Stored data:
━━━━━━━━
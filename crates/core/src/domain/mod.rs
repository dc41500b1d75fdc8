pub mod contact;
pub mod document;
pub mod pipe;
pub mod retrieval;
━━━━━━━━
EXERCISE DIRECTIONS: Give back the data exactly, with no line dropped.

EXERCISE RESPONSE:
filename crates/core/src/domain/mod.rs
repository dc41500b1d75fdc8
pub mod contact;
pub mod document;
pub mod pipe;
pub mod retrieval;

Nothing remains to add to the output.